→ WHAT YOU HAVE TO DO: Copy each line below in which the string "tables" occurs.
##### GIVEN RECORDS
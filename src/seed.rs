//! Demo database: houses, students, courses, enrollments and instructors.

use std::path::Path;

use sqlx::sqlite::{SqliteConnectOptions, SqlitePoolOptions};
use tracing::info;

use crate::database::QueryRows;
use crate::error::{self, ConnectionError, ExecutionError};

const SCHEMA: &[&str] = &[
    "DROP TABLE IF EXISTS houses",
    "CREATE TABLE houses (
        house_id INTEGER PRIMARY KEY,
        house_name VARCHAR(50),
        head_of_house VARCHAR(50)
    )",
    "DROP TABLE IF EXISTS students",
    "CREATE TABLE students (
        student_id INTEGER PRIMARY KEY,
        name VARCHAR(50),
        house_id INTEGER,
        year INTEGER,
        FOREIGN KEY (house_id) REFERENCES houses(house_id)
    )",
    "DROP TABLE IF EXISTS courses",
    "CREATE TABLE courses (
        course_id INTEGER PRIMARY KEY,
        course_name VARCHAR(50),
        instructor_id INTEGER,
        FOREIGN KEY (instructor_id) REFERENCES instructors(instructor_id)
    )",
    "DROP TABLE IF EXISTS enrollments",
    "CREATE TABLE enrollments (
        enrollment_id INTEGER PRIMARY KEY,
        student_id INTEGER,
        course_id INTEGER,
        enrollment_date DATE,
        FOREIGN KEY (student_id) REFERENCES students(student_id),
        FOREIGN KEY (course_id) REFERENCES courses(course_id)
    )",
    "DROP TABLE IF EXISTS instructors",
    "CREATE TABLE instructors (
        instructor_id INTEGER PRIMARY KEY,
        name VARCHAR(50),
        course_id INTEGER,
        FOREIGN KEY (course_id) REFERENCES courses(course_id)
    )",
];

const HOUSES: &[(&str, &str)] = &[
    ("Gryffindor", "Minerva McGonagall"),
    ("Hufflepuff", "Pomona Sprout"),
    ("Ravenclaw", "Filius Flitwick"),
    ("Slytherin", "Severus Snape"),
];

// (name, house_id, year)
const STUDENTS: &[(&str, i64, i64)] = &[
    ("Harry Potter", 1, 5),
    ("Hermione Granger", 1, 5),
    ("Ron Weasley", 1, 5),
    ("Draco Malfoy", 4, 5),
    ("Luna Lovegood", 3, 5),
];

// (course_name, instructor_id)
const COURSES: &[(&str, i64)] = &[
    ("Defense Against the Dark Arts", 1),
    ("Potions", 2),
    ("Herbology", 3),
    ("Transfiguration", 4),
    ("Charms", 5),
];

// (student_id, course_id, enrollment_date)
const ENROLLMENTS: &[(i64, i64, &str)] = &[
    (1, 1, "2023-01-15"),
    (2, 1, "2023-01-15"),
    (3, 1, "2023-01-15"),
    (4, 1, "2023-01-15"),
    (5, 1, "2023-01-15"),
    (1, 2, "2023-01-16"),
    (4, 2, "2023-01-16"),
    (2, 3, "2023-01-17"),
    (5, 3, "2023-01-17"),
    (3, 4, "2023-01-18"),
];

// (name, course_id)
const INSTRUCTORS: &[(&str, i64)] = &[
    ("Remus Lupin", 1),
    ("Severus Snape", 2),
    ("Pomona Sprout", 3),
    ("Minerva McGonagall", 4),
    ("Filius Flitwick", 5),
];

/// (Re)create the demo tables in the SQLite file at `path`, creating the
/// file if needed. Returns the inserted students.
pub async fn seed(path: &Path) -> error::Result<QueryRows> {
    let options = SqliteConnectOptions::new()
        .filename(path)
        .create_if_missing(true)
        // The demo rows reference tables created after them.
        .foreign_keys(false);
    let pool = SqlitePoolOptions::new()
        .max_connections(1)
        .connect_with(options)
        .await
        .map_err(|source| ConnectionError::Open {
            target: format!("sqlite:{}", path.display()),
            source,
        })?;

    let mut tx = pool.begin().await.map_err(ExecutionError::from)?;

    for &statement in SCHEMA {
        sqlx::query(statement)
            .execute(&mut *tx)
            .await
            .map_err(ExecutionError::from)?;
    }
    for &(name, head) in HOUSES {
        sqlx::query("INSERT INTO houses (house_name, head_of_house) VALUES (?, ?)")
            .bind(name)
            .bind(head)
            .execute(&mut *tx)
            .await
            .map_err(ExecutionError::from)?;
    }
    for &(name, house_id, year) in STUDENTS {
        sqlx::query("INSERT INTO students (name, house_id, year) VALUES (?, ?, ?)")
            .bind(name)
            .bind(house_id)
            .bind(year)
            .execute(&mut *tx)
            .await
            .map_err(ExecutionError::from)?;
    }
    for &(name, instructor_id) in COURSES {
        sqlx::query("INSERT INTO courses (course_name, instructor_id) VALUES (?, ?)")
            .bind(name)
            .bind(instructor_id)
            .execute(&mut *tx)
            .await
            .map_err(ExecutionError::from)?;
    }
    for &(student_id, course_id, date) in ENROLLMENTS {
        sqlx::query(
            "INSERT INTO enrollments (student_id, course_id, enrollment_date) VALUES (?, ?, ?)",
        )
        .bind(student_id)
        .bind(course_id)
        .bind(date)
        .execute(&mut *tx)
        .await
        .map_err(ExecutionError::from)?;
    }
    for &(name, course_id) in INSTRUCTORS {
        sqlx::query("INSERT INTO instructors (name, course_id) VALUES (?, ?)")
            .bind(name)
            .bind(course_id)
            .execute(&mut *tx)
            .await
            .map_err(ExecutionError::from)?;
    }

    tx.commit().await.map_err(ExecutionError::from)?;
    info!(path = %path.display(), "seeded demo database");

    let conn = crate::database::Connection::Sqlite(pool);
    let students = conn.execute("SELECT * FROM students").await?;
    conn.close().await;
    Ok(students)
}
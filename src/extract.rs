const QUERY_MARKER: &str = "SQLQuery:";
const RESULT_MARKER: &str = "SQLResult:";

/// Returns the text between `SQLQuery:` and the following `SQLResult:` (or
/// the end of the response), trimmed.
///
/// An empty string means nothing could be extracted and must not be executed.
///
/// Backticks become double quotes and doubled double quotes are collapsed.
/// This repairs a quoting habit of the models; it is a best-effort cleanup
/// and does not make the result valid SQL.
pub fn extract_sql(response: &str) -> String {
    let Some(marker) = response.find(QUERY_MARKER) else {
        return String::new();
    };
    let start = marker + QUERY_MARKER.len();

    let end = response[start..]
        .find(RESULT_MARKER)
        .map(|offset| start + offset)
        .unwrap_or(response.len());

    if start >= end {
        return String::new();
    }

    response[start..end]
        .trim()
        .replace('`', "\"")
        .replace("\"\"", "\"")
}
##########
→ WRITTEN REPLY:
/// (Re)create the demo tables in the SQLite file at `path`, creating the
        // The demo rows reference tables created after them.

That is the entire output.